The statistical significance of bold values was set at P<0.05.

Multiple logistic regression analysis models were built to adjust for the associations between comorbidities, and AERD and pseudo Samter's syndrome using the asthma group selected as the reference group. After adjusting for age, sex, smoking, obesity, hyperlipidaemia, and hypertension, coronary heart disease/congestive heart failure was associated with AERD (OR=4.63; 95% CI: 1.61–13.31). Hypertension and DM were not associated with AERD or pseudo Samter's syndrome. Obesity was associated with AERD (OR=0.32; 95% CI: 0.15–0.70) and pseudo Samter's syndrome (OR=0.21; 95% CI: 0.05–0.92) after adjusting for age, sex, and oral corticosteroid dependence (Table 3).

Table 3.

Adjusted odds ratios and 95% confidence interval of comorbidities in AERD and Pseudo Samter groups.
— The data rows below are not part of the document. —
//! Append-only mood log mirrored to a key-value store.

use serde::{Deserialize, Serialize};
use tracing::{debug, warn};

use crate::mood::Mood;
use crate::store::KeyValueStore;

/// Key holding the JSON array of entries.
pub const MOOD_HISTORY_KEY: &str = "moodHistory";
/// Legacy display-name key. Only ever removed.
pub const USER_NAME_KEY: &str = "userName";

#[derive(Debug, Clone, PartialEq, Eq, Serialize, Deserialize)]
pub struct MoodEntry {
    pub mood: Mood,
    pub date: String,
}

#[derive(Debug, Clone, PartialEq, Eq, Default)]
pub struct MoodSummary {
    /// Newest entry first.
    pub recent_first: Vec<MoodEntry>,
    /// Per-mood totals, in order of first occurrence.
    pub counts: Vec<(Mood, usize)>,
}

impl MoodSummary {
    pub fn is_empty(&self) -> bool {
        self.recent_first.is_empty()
    }

    pub fn count(&self, mood: Mood) -> usize {
        self.counts
            .iter()
            .find(|(m, _)| *m == mood)
            .map(|(_, n)| *n)
            .unwrap_or(0)
    }
}

/// Today's date in US locale form, e.g. "10/14/2026".
pub fn today() -> String {
    chrono::Local::now().format("%-m/%-d/%Y").to_string()
}

pub struct HistoryStore<S> {
    store: S,
    entries: Vec<MoodEntry>,
    clock: fn() -> String,
}

impl<S: KeyValueStore> HistoryStore<S> {
    /// Starts empty. Whatever the store already holds is never read back.
    pub fn new(store: S) -> Self {
        Self {
            store,
            entries: Vec::new(),
            clock: today,
        }
    }

    /// Replace the date source.
    pub fn with_clock(mut self, clock: fn() -> String) -> Self {
        self.clock = clock;
        self
    }

    pub fn entries(&self) -> &[MoodEntry] {
        &self.entries
    }

    pub fn len(&self) -> usize {
        self.entries.len()
    }

    pub fn is_empty(&self) -> bool {
        self.entries.is_empty()
    }

    pub fn store(&self) -> &S {
        &self.store
    }

    /// Append an entry dated today and persist the whole log.
    pub fn record(&mut self, mood: Mood) -> MoodEntry {
        let entry = MoodEntry {
            mood,
            date: (self.clock)(),
        };
        self.entries.push(entry.clone());
        self.persist();
        debug!("Recorded mood '{mood}' ({} entries)", self.entries.len());
        entry
    }

    pub fn clear(&mut self) {
        self.entries.clear();
        if let Err(e) = self.store.remove(MOOD_HISTORY_KEY) {
            warn!("Failed to remove persisted mood history: {e}");
        }
    }

    /// Clear the log and every other key a session leaves behind.
    pub fn clear_all(&mut self) {
        self.clear();
        if let Err(e) = self.store.remove(USER_NAME_KEY) {
            warn!("Failed to remove cached user name: {e}");
        }
    }

    pub fn summarize(&self) -> MoodSummary {
        let mut counts: Vec<(Mood, usize)> = Vec::new();
        for entry in &self.entries {
            match counts.iter_mut().find(|(m, _)| *m == entry.mood) {
                Some((_, n)) => *n += 1,
                None => counts.push((entry.mood, 1)),
            }
        }
        MoodSummary {
            recent_first: self.entries.iter().rev().cloned().collect(),
            counts,
        }
    }

    // Writes are fire-and-forget; a failure leaves the previous blob in place.
    fn persist(&mut self) {
        let json = match serde_json::to_string(&self.entries) {
            Ok(json) => json,
            Err(e) => {
                warn!("Failed to serialize mood history: {e}");
                return;
            }
        };
        if let Err(e) = self.store.set(MOOD_HISTORY_KEY, &json) {
            warn!("Failed to persist mood history: {e}");
        }
    }
}

#[cfg(test)]
mod tests {
    use super::*;
    use crate::store::MemoryStore;

    fn fixed_day() -> String {
        "10/14/2026".to_string()
    }

    fn test_history() -> HistoryStore<MemoryStore> {
        HistoryStore::new(MemoryStore::new()).with_clock(fixed_day)
    }

    #[test]
    fn test_record_then_summarize_puts_newest_first() {
        let mut history = test_history();
        history.record(Mood::Calm);
        history.record(Mood::Angry);

        let summary = history.summarize();
        assert_eq!(summary.recent_first[0].mood, Mood::Angry);
        assert_eq!(summary.recent_first[0].date, "10/14/2026");
        assert_eq!(summary.recent_first[1].mood, Mood::Calm);
    }

    #[test]
    fn test_record_persists_full_log() {
        let mut history = test_history();
        history.record(Mood::Happy);
        history.record(Mood::Sad);

        let blob = history.store().get(MOOD_HISTORY_KEY).unwrap();
        let value: serde_json::Value = serde_json::from_str(&blob).unwrap();
        assert_eq!(
            value,
            serde_json::json!([
                { "mood": "happy", "date": "10/14/2026" },
                { "mood": "sad", "date": "10/14/2026" }
            ])
        );
    }

    #[test]
    fn test_clear_twice_is_harmless() {
        let mut history = test_history();
        history.record(Mood::Stressed);

        history.clear();
        assert!(history.is_empty());
        assert!(history.store().get(MOOD_HISTORY_KEY).is_none());

        history.clear();
        assert!(history.is_empty());
        assert!(history.summarize().is_empty());
    }

    #[test]
    fn test_clear_all_removes_user_name() {
        let mut store = MemoryStore::new();
        store.set(USER_NAME_KEY, "Ann").unwrap();
        store.set(MOOD_HISTORY_KEY, "[]").unwrap();

        let mut history = HistoryStore::new(store);
        history.clear_all();
        assert!(history.store().is_empty());
    }

    #[test]
    fn test_new_ignores_existing_blob() {
        let mut store = MemoryStore::new();
        store
            .set(MOOD_HISTORY_KEY, r#"[{"mood":"sad","date":"1/1/2026"}]"#)
            .unwrap();
        let history = HistoryStore::new(store);
        assert!(history.is_empty());
    }

    #[test]
    fn test_counts_follow_first_occurrence() {
        let mut history = test_history();
        for mood in [Mood::Sad, Mood::Happy, Mood::Sad, Mood::Sad, Mood::Happy] {
            history.record(mood);
        }
        let summary = history.summarize();
        assert_eq!(summary.counts, vec![(Mood::Sad, 3), (Mood::Happy, 2)]);
        assert_eq!(summary.count(Mood::Sad), 3);
        assert_eq!(summary.count(Mood::Calm), 0);
    }

    #[test]
    fn test_today_format() {
        let date = today();
        let parts: Vec<&str> = date.split('/').collect();
        assert_eq!(parts.len(), 3);
        assert_eq!(parts[2].len(), 4);
    }
}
  AERD group  Pseudo Samter group 
Coronary heart disease/Congestive heart failure  4.63 (1.61–13.31)  4.96 (0.84–29.08) 
Hypertension  0.92 (0.55–1.54)  0.68 (0.29–1.59) 
Diabetes mellitus  0.98 (0.41–2.31)  0.70 (0.15–3.29) 
Hyperlipidaemia  0.46 (0.22–0.96)  0.0 
Obesity  0.32 (0.15–0.70)  0.21 (0.05–0.92) 

Asthma is the reference group.

Multiple logistic regression analysis models adjusted for: coronary heart disease/Congestive heart failure: age, sex, smoking, obesity, hyperlipidaemia and hypertension.

Hypertension: age, sex, smoking, obesity and hyperlipidaemia.

Diabetes mellitus: age, sex, obesity and oral corticosteroid dependence.

Hyperlipidaemia: age, sex and obesity.

Obesity: age, sex, and oral corticosteroid dependence.

Discussion

According to the literature, rhinosinusitis, gastro-oesophageal reflux, infections, psychological disorders, and obstructive sleep apnoea are the most frequent comorbidities in asthma patients.3,4,22 These comorbidities can affect the diagnosis of asthma and its treatment. AERD is a well-defined phenotype of asthma, yet the literature does not include any data about comorbidities in this phenotype of asthma. To the best of our knowledge, the present study is the first to compare the frequency of comorbidities between asthma, AERD, and pseudo Samter's patients.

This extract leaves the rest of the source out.